**Task prompt**
Your job is to write out each record exactly, leaving none out.

**Dataset excerpts**
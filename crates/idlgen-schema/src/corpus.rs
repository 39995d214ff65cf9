//! # Schema Corpus Loading
//!
//! Loads schema documents from disk and feeds their declarations into a
//! [`TypeRegistry`]. A directory scan registers every `*.xml` document in
//! it; documents that fail to parse are skipped with a warning so one bad
//! file never aborts the rest of the corpus.

use std::path::{Path, PathBuf};

use idlgen_core::{Declaration, QualifiedName, SchemaError, StructDecl, SCOPE_SEPARATOR};
use idlgen_registry::TypeRegistry;

use crate::normalize;
use crate::xml::{parse_document, XmlNode};

/// Extension of schema documents picked up by directory scans.
const SCHEMA_EXTENSION: &str = "xml";

/// A parsed schema document.
#[derive(Debug, Clone)]
pub struct SchemaDocument {
    path: PathBuf,
    root: XmlNode,
}

impl SchemaDocument {
    /// Read and parse a document from disk.
    ///
    /// # Errors
    ///
    /// Returns [`SchemaError::Io`] if the file cannot be read and
    /// [`SchemaError::DocumentParse`] if it is not well-formed.
    pub fn load(path: impl AsRef<Path>) -> Result<Self, SchemaError> {
        let path = path.as_ref();
        let text = std::fs::read_to_string(path)?;
        Self::parse(path, &text)
    }

    /// Parse a document already held in memory. `path` labels errors.
    pub fn parse(path: impl Into<PathBuf>, text: &str) -> Result<Self, SchemaError> {
        let path = path.into();
        let root = parse_document(text, &path.display().to_string())?;
        Ok(Self { path, root })
    }

    /// Where the document came from.
    pub fn path(&self) -> &Path {
        &self.path
    }

    /// The document's root element.
    pub fn root(&self) -> &XmlNode {
        &self.root
    }

    /// Qualified declarations in document order.
    pub fn declarations(&self) -> Vec<Declaration> {
        normalize::declarations(&self.root)
    }

    /// Structs with their namespaces, in document order.
    pub fn structs(&self) -> Vec<(QualifiedName, StructDecl)> {
        normalize::structs_with_namespace(&self.root)
    }

    /// Structs declared inside a module, as publishable topics.
    pub fn topics(&self) -> Vec<Topic> {
        self.structs()
            .into_iter()
            .filter(|(name, _)| name.namespace().is_some())
            .map(|(name, _)| Topic { name })
            .collect()
    }

    /// Register every declaration; returns how many were registered.
    pub fn register_into(&self, registry: &mut TypeRegistry) -> usize {
        let decls = self.declarations();
        let count = decls.len();
        registry.extend(decls);
        count
    }
}

/// A module-level struct exposed as a publish topic.
#[derive(Debug, Clone, PartialEq, Eq, Hash)]
pub struct Topic {
    pub name: QualifiedName,
}

impl Topic {
    /// Wire topic name, e.g. `P_NSTEL__C_VehicleSpeed`.
    ///
    /// Built from the enclosing module's own name, not the full module
    /// path, so nesting does not change what goes on the wire.
    pub fn topic_name(&self) -> String {
        self.name.logical_name().replace(SCOPE_SEPARATOR, "__")
    }

    /// Identifier fragment for generated functions, e.g. `P_NSTEL_C_VehicleSpeed`.
    pub fn api_suffix(&self) -> String {
        self.name.logical_name().replace(SCOPE_SEPARATOR, "_")
    }

    /// Canonical type name, e.g. `P_NSTEL::C_VehicleSpeed`.
    pub fn type_name(&self) -> String {
        self.name.to_qualified_string()
    }
}

/// Outcome of a directory scan.
#[derive(Debug, Clone, Default)]
pub struct ScanReport {
    /// Documents parsed and registered.
    pub documents: usize,
    /// Declarations registered across those documents.
    pub declarations: usize,
    /// Documents skipped because they could not be read or parsed.
    pub skipped: Vec<PathBuf>,
}

impl ScanReport {
    /// Fold another report into this one.
    pub fn merge(&mut self, other: ScanReport) {
        self.documents += other.documents;
        self.declarations += other.declarations;
        self.skipped.extend(other.skipped);
    }
}

/// All schema documents directly inside `dir`, sorted by path.
///
/// # Errors
///
/// Returns [`SchemaError::Enumerate`] if `dir` is not a directory.
pub fn schema_files(dir: &Path) -> Result<Vec<PathBuf>, SchemaError> {
    if !dir.is_dir() {
        return Err(SchemaError::Enumerate {
            pattern: dir.display().to_string(),
            reason: "not a directory".to_string(),
        });
    }

    let pattern = format!(
        "{}/*.{SCHEMA_EXTENSION}",
        glob::Pattern::escape(&dir.display().to_string())
    );
    let entries = glob::glob(&pattern).map_err(|e| SchemaError::Enumerate {
        pattern: pattern.clone(),
        reason: e.to_string(),
    })?;

    let mut files = Vec::new();
    for entry in entries {
        match entry {
            Ok(path) if path.is_file() => files.push(path),
            Ok(_) => {}
            Err(err) => tracing::warn!(%err, "skipping unreadable directory entry"),
        }
    }
    files.sort();
    Ok(files)
}

/// Register every schema document in `dir`.
///
/// # Errors
///
/// Fails only if `dir` itself cannot be enumerated. Individual documents
/// that fail to load are logged and listed in [`ScanReport::skipped`].
pub fn scan_directory(dir: &Path, registry: &mut TypeRegistry) -> Result<ScanReport, SchemaError> {
    let mut report = ScanReport::default();

    for path in schema_files(dir)? {
        match SchemaDocument::load(&path) {
            Ok(doc) => {
                let count = doc.register_into(registry);
                tracing::debug!(
                    path = %path.display(),
                    declarations = count,
                    "registered schema document"
                );
                report.documents += 1;
                report.declarations += count;
            }
            Err(err) => {
                tracing::warn!(path = %path.display(), %err, "skipping malformed schema document");
                report.skipped.push(path);
            }
        }
    }

    tracing::info!(
        dir = %dir.display(),
        documents = report.documents,
        declarations = report.declarations,
        skipped = report.skipped.len(),
        "scanned schema directory"
    );
    Ok(report)
}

**Exercise result**
filename crates/idlgen-schema/src/corpus.rs
repository 39995d214ff65cf9
//! # Schema Corpus Loading
//!
//! Loads schema documents from disk and feeds their declarations into a
//! [`TypeRegistry`]. A directory scan registers every `*.xml` document in
//! it; documents that fail to parse are skipped with a warning so one bad
//! file never aborts the rest of the corpus.

use std::path::{Path, PathBuf};

use idlgen_core::{Declaration, QualifiedName, SchemaError, StructDecl, SCOPE_SEPARATOR};
use idlgen_registry::TypeRegistry;

use crate::normalize;
use crate::xml::{parse_document, XmlNode};

/// Extension of schema documents picked up by directory scans.
const SCHEMA_EXTENSION: &str = "xml";

/// A parsed schema document.
#[derive(Debug, Clone)]
pub struct SchemaDocument {
    path: PathBuf,
    root: XmlNode,
}

impl SchemaDocument {
    /// Read and parse a document from disk.
    ///
    /// # Errors
    ///
    /// Returns [`SchemaError::Io`] if the file cannot be read and
    /// [`SchemaError::DocumentParse`] if it is not well-formed.
    pub fn load(path: impl AsRef<Path>) -> Result<Self, SchemaError> {
        let path = path.as_ref();
        let text = std::fs::read_to_string(path)?;
        Self::parse(path, &text)
    }

    /// Parse a document already held in memory. `path` labels errors.
    pub fn parse(path: impl Into<PathBuf>, text: &str) -> Result<Self, SchemaError> {
        let path = path.into();
        let root = parse_document(text, &path.display().to_string())?;
        Ok(Self { path, root })
    }

    /// Where the document came from.
    pub fn path(&self) -> &Path {
        &self.path
    }

    /// The document's root element.
    pub fn root(&self) -> &XmlNode {
        &self.root
    }

    /// Qualified declarations in document order.
    pub fn declarations(&self) -> Vec<Declaration> {
        normalize::declarations(&self.root)
    }

    /// Structs with their namespaces, in document order.
    pub fn structs(&self) -> Vec<(QualifiedName, StructDecl)> {
        normalize::structs_with_namespace(&self.root)
    }

    /// Structs declared inside a module, as publishable topics.
    pub fn topics(&self) -> Vec<Topic> {
        self.structs()
            .into_iter()
            .filter(|(name, _)| name.namespace().is_some())
            .map(|(name, _)| Topic { name })
            .collect()
    }

    /// Register every declaration; returns how many were registered.
    pub fn register_into(&self, registry: &mut TypeRegistry) -> usize {
        let decls = self.declarations();
        let count = decls.len();
        registry.extend(decls);
        count
    }
}

/// A module-level struct exposed as a publish topic.
#[derive(Debug, Clone, PartialEq, Eq, Hash)]
pub struct Topic {
    pub name: QualifiedName,
}

impl Topic {
    /// Wire topic name, e.g. `P_NSTEL__C_VehicleSpeed`.
    ///
    /// Built from the enclosing module's own name, not the full module
    /// path, so nesting does not change what goes on the wire.
    pub fn topic_name(&self) -> String {
        self.name.logical_name().replace(SCOPE_SEPARATOR, "__")
    }

    /// Identifier fragment for generated functions, e.g. `P_NSTEL_C_VehicleSpeed`.
    pub fn api_suffix(&self) -> String {
        self.name.logical_name().replace(SCOPE_SEPARATOR, "_")
    }

    /// Canonical type name, e.g. `P_NSTEL::C_VehicleSpeed`.
    pub fn type_name(&self) -> String {
        self.name.to_qualified_string()
    }
}

/// Outcome of a directory scan.
#[derive(Debug, Clone, Default)]
pub struct ScanReport {
    /// Documents parsed and registered.
    pub documents: usize,
    /// Declarations registered across those documents.
    pub declarations: usize,
    /// Documents skipped because they could not be read or parsed.
    pub skipped: Vec<PathBuf>,
}

impl ScanReport {
    /// Fold another report into this one.
    pub fn merge(&mut self, other: ScanReport) {
        self.documents += other.documents;
        self.declarations += other.declarations;
        self.skipped.extend(other.skipped);
    }
}

/// All schema documents directly inside `dir`, sorted by path.
///
/// # Errors
///
/// Returns [`SchemaError::Enumerate`] if `dir` is not a directory.
pub fn schema_files(dir: &Path) -> Result<Vec<PathBuf>, SchemaError> {
    if !dir.is_dir() {
        return Err(SchemaError::Enumerate {
            pattern: dir.display().to_string(),
            reason: "not a directory".to_string(),
        });
    }

    let pattern = format!(
        "{}/*.{SCHEMA_EXTENSION}",
        glob::Pattern::escape(&dir.display().to_string())
    );
    let entries = glob::glob(&pattern).map_err(|e| SchemaError::Enumerate {
        pattern: pattern.clone(),
        reason: e.to_string(),
    })?;

    let mut files = Vec::new();
    for entry in entries {
        match entry {
            Ok(path) if path.is_file() => files.push(path),
            Ok(_) => {}
            Err(err) => tracing::warn!(%err, "skipping unreadable directory entry"),
        }
    }
    files.sort();
    Ok(files)
}

/// Register every schema document in `dir`.
///
/// # Errors
///
/// Fails only if `dir` itself cannot be enumerated. Individual documents
/// that fail to load are logged and listed in [`ScanReport::skipped`].
pub fn scan_directory(dir: &Path, registry: &mut TypeRegistry) -> Result<ScanReport, SchemaError> {
    let mut report = ScanReport::default();

    for path in schema_files(dir)? {
        match SchemaDocument::load(&path) {
            Ok(doc) => {
                let count = doc.register_into(registry);
                tracing::debug!(
                    path = %path.display(),
                    declarations = count,
                    "registered schema document"
                );
                report.documents += 1;
                report.declarations += count;
            }
            Err(err) => {
                tracing::warn!(path = %path.display(), %err, "skipping malformed schema document");
                report.skipped.push(path);
            }
        }
    }

    tracing::info!(
        dir = %dir.display(),
        documents = report.documents,
        declarations = report.declarations,
        skipped = report.skipped.len(),
        "scanned schema directory"
    );
    Ok(report)
}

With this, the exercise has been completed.